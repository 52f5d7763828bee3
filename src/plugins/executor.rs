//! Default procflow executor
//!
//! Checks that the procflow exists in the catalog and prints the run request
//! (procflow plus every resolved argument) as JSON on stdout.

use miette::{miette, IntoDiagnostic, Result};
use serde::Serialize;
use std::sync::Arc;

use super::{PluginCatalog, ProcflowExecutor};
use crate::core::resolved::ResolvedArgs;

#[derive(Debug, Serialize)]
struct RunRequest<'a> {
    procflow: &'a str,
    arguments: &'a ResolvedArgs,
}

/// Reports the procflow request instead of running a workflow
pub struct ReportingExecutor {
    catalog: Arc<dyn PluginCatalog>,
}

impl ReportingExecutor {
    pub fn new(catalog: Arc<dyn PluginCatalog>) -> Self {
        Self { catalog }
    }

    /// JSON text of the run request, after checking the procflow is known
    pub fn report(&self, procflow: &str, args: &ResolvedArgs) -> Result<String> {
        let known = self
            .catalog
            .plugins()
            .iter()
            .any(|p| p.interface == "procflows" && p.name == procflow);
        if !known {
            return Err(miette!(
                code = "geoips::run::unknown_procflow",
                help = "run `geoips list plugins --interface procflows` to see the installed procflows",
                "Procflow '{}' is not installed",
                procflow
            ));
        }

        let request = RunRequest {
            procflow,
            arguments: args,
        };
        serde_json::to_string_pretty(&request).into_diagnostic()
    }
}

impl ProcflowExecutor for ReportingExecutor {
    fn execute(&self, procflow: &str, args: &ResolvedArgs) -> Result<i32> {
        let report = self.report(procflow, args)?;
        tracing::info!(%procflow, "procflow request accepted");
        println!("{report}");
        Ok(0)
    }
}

***

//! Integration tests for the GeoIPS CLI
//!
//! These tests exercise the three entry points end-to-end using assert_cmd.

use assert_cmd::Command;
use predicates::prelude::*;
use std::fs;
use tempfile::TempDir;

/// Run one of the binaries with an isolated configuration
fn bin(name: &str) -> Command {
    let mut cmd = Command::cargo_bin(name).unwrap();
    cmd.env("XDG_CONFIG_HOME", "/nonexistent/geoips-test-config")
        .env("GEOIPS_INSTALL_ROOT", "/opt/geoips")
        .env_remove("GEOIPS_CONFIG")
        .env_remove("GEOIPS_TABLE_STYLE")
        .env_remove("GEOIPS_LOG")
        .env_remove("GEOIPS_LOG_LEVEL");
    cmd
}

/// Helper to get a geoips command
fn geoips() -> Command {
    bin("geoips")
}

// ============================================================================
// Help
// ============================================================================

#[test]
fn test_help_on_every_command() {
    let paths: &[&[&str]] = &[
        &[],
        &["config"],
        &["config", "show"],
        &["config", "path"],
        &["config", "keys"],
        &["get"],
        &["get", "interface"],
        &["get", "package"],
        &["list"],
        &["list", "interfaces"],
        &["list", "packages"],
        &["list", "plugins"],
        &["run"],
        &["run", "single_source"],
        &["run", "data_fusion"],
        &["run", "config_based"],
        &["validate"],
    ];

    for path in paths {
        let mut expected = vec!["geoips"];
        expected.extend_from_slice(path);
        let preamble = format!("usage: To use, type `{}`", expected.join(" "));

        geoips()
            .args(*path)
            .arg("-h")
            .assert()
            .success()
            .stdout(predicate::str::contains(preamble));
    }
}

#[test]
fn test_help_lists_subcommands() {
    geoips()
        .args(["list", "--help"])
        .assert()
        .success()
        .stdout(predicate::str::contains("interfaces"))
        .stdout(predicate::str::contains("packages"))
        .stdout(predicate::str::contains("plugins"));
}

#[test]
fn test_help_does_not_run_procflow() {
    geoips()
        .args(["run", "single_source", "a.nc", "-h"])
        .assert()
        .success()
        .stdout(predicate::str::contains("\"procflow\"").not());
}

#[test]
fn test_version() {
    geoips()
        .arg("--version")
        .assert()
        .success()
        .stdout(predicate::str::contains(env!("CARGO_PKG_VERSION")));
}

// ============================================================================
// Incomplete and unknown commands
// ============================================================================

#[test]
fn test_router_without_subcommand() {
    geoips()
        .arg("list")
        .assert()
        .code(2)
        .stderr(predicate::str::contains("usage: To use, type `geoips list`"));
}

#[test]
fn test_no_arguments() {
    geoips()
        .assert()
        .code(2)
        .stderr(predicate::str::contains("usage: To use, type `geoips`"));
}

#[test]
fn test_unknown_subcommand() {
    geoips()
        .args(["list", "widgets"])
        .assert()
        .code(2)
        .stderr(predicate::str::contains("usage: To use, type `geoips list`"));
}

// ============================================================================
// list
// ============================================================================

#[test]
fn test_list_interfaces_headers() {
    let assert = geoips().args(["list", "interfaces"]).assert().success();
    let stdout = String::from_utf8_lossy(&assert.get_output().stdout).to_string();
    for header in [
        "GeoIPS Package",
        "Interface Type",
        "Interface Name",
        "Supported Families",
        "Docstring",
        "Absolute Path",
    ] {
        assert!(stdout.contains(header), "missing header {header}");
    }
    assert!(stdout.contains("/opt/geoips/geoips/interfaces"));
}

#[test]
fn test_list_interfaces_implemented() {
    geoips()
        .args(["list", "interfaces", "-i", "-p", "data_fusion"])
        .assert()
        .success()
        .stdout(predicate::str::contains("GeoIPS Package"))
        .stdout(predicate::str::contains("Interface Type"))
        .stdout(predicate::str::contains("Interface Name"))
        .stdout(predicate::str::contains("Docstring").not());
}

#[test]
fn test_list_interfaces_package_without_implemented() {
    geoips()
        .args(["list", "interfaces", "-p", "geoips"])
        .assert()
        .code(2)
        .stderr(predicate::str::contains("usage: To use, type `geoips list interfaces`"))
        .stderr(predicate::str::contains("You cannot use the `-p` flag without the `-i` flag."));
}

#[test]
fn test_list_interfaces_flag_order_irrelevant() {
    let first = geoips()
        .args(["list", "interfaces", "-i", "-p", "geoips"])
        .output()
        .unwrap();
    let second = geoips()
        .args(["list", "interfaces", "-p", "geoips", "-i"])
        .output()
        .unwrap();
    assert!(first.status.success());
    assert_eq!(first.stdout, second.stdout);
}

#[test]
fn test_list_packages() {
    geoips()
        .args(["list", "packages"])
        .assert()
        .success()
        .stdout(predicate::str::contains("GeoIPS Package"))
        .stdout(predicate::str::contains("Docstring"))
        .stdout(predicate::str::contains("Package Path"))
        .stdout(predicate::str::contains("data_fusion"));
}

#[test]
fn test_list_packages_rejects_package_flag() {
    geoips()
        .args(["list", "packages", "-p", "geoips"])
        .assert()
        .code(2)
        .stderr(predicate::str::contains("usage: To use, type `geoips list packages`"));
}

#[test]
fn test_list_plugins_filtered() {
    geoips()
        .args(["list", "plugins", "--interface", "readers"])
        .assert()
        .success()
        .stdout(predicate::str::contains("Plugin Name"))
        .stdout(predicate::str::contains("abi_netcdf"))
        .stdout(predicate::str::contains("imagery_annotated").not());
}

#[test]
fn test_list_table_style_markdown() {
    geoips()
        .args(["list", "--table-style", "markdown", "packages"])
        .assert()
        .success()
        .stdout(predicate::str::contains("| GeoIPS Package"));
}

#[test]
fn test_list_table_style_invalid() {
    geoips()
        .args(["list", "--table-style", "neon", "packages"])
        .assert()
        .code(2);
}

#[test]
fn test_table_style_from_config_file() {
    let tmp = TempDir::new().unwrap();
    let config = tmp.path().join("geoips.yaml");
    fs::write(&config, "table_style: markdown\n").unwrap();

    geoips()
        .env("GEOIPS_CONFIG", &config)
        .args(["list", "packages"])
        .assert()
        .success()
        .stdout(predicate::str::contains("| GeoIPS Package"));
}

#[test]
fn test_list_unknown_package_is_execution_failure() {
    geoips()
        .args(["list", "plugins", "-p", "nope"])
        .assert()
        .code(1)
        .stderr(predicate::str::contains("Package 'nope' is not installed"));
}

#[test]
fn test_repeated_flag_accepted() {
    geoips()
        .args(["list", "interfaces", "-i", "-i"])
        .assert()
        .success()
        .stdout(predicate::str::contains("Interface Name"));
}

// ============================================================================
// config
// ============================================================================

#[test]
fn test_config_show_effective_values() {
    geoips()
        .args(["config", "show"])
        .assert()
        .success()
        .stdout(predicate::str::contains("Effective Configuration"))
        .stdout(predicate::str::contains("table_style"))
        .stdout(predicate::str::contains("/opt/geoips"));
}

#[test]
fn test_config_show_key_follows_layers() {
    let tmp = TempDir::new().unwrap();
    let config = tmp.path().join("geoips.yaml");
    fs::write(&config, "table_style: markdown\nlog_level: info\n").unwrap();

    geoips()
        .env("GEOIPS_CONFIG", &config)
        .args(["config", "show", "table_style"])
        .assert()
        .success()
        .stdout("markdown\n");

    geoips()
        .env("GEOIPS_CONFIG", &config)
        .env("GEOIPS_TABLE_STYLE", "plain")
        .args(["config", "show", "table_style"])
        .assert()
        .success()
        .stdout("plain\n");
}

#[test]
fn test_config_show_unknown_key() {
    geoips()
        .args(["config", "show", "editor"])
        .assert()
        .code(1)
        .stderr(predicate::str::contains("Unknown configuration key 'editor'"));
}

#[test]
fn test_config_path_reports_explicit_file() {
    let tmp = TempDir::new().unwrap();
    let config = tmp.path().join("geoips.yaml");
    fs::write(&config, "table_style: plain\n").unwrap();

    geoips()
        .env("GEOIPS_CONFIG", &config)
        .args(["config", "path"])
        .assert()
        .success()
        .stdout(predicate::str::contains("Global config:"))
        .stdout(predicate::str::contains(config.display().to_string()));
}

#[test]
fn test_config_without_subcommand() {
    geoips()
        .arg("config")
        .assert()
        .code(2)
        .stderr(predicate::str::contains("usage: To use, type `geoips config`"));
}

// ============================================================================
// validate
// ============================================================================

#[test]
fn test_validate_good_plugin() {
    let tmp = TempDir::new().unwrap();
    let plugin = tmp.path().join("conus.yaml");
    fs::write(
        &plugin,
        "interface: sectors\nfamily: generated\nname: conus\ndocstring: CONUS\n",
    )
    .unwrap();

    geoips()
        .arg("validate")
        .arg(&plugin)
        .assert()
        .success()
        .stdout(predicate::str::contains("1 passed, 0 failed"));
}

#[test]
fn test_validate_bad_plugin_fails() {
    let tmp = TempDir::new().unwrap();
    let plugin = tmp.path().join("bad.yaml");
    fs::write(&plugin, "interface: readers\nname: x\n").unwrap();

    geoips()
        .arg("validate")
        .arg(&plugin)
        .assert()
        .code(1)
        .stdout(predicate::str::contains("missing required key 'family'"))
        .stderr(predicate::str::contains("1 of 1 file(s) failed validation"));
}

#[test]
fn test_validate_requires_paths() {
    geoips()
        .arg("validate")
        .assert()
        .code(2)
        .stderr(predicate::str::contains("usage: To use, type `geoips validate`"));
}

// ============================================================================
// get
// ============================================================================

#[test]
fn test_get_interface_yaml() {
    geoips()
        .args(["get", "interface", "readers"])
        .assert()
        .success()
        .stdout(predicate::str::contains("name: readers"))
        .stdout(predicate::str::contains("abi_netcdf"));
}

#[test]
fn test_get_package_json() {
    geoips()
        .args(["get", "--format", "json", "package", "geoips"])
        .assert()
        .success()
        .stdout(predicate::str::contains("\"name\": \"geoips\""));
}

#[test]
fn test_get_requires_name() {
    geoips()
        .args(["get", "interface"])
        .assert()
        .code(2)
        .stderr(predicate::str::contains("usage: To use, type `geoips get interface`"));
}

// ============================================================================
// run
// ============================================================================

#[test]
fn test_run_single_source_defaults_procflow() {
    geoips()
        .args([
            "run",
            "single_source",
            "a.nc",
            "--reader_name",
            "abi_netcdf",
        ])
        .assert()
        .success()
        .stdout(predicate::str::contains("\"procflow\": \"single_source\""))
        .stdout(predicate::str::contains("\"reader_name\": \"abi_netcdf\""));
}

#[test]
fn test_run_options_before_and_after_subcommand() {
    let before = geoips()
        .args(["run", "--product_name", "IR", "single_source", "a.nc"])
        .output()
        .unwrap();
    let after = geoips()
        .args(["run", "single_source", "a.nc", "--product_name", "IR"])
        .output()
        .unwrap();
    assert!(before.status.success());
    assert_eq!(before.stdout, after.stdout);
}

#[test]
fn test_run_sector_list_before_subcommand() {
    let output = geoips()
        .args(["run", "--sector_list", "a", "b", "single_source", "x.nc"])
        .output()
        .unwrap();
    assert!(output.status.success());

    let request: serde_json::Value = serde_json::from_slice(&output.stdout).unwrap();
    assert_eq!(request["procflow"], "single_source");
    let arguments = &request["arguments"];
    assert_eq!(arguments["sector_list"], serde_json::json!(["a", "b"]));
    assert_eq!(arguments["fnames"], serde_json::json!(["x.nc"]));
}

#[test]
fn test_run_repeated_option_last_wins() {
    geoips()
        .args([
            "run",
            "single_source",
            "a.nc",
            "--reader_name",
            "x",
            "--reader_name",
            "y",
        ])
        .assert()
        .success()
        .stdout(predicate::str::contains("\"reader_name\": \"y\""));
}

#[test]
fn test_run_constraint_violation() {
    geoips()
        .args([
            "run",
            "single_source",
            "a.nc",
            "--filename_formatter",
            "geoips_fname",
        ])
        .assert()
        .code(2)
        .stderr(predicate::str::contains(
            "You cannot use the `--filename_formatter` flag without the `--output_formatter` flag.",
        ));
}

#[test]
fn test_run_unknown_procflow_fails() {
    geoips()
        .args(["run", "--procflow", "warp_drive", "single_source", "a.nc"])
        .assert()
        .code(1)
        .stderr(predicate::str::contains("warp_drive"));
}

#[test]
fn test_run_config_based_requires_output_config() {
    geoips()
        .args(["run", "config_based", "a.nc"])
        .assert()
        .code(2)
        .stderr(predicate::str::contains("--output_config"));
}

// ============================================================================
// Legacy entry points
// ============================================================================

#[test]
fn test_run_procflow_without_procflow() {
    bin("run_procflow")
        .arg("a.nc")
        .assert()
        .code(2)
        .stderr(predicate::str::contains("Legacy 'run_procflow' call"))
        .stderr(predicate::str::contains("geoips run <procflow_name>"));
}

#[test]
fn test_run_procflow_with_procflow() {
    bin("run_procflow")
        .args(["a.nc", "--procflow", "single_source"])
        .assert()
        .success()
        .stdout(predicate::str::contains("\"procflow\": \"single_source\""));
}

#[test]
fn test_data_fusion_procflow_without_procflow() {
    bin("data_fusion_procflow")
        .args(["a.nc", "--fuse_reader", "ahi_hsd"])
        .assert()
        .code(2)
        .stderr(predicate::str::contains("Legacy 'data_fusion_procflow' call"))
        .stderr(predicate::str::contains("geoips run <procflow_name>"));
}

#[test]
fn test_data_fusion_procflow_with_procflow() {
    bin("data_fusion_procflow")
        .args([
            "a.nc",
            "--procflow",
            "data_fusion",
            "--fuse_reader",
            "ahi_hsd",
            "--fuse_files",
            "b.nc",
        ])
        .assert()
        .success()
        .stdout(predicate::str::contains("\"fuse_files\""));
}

***

What lines in the material above hold the string "status"? List them.

#### Written response:
    assert!(first.status.success());
    assert!(before.status.success());
    assert!(output.status.success());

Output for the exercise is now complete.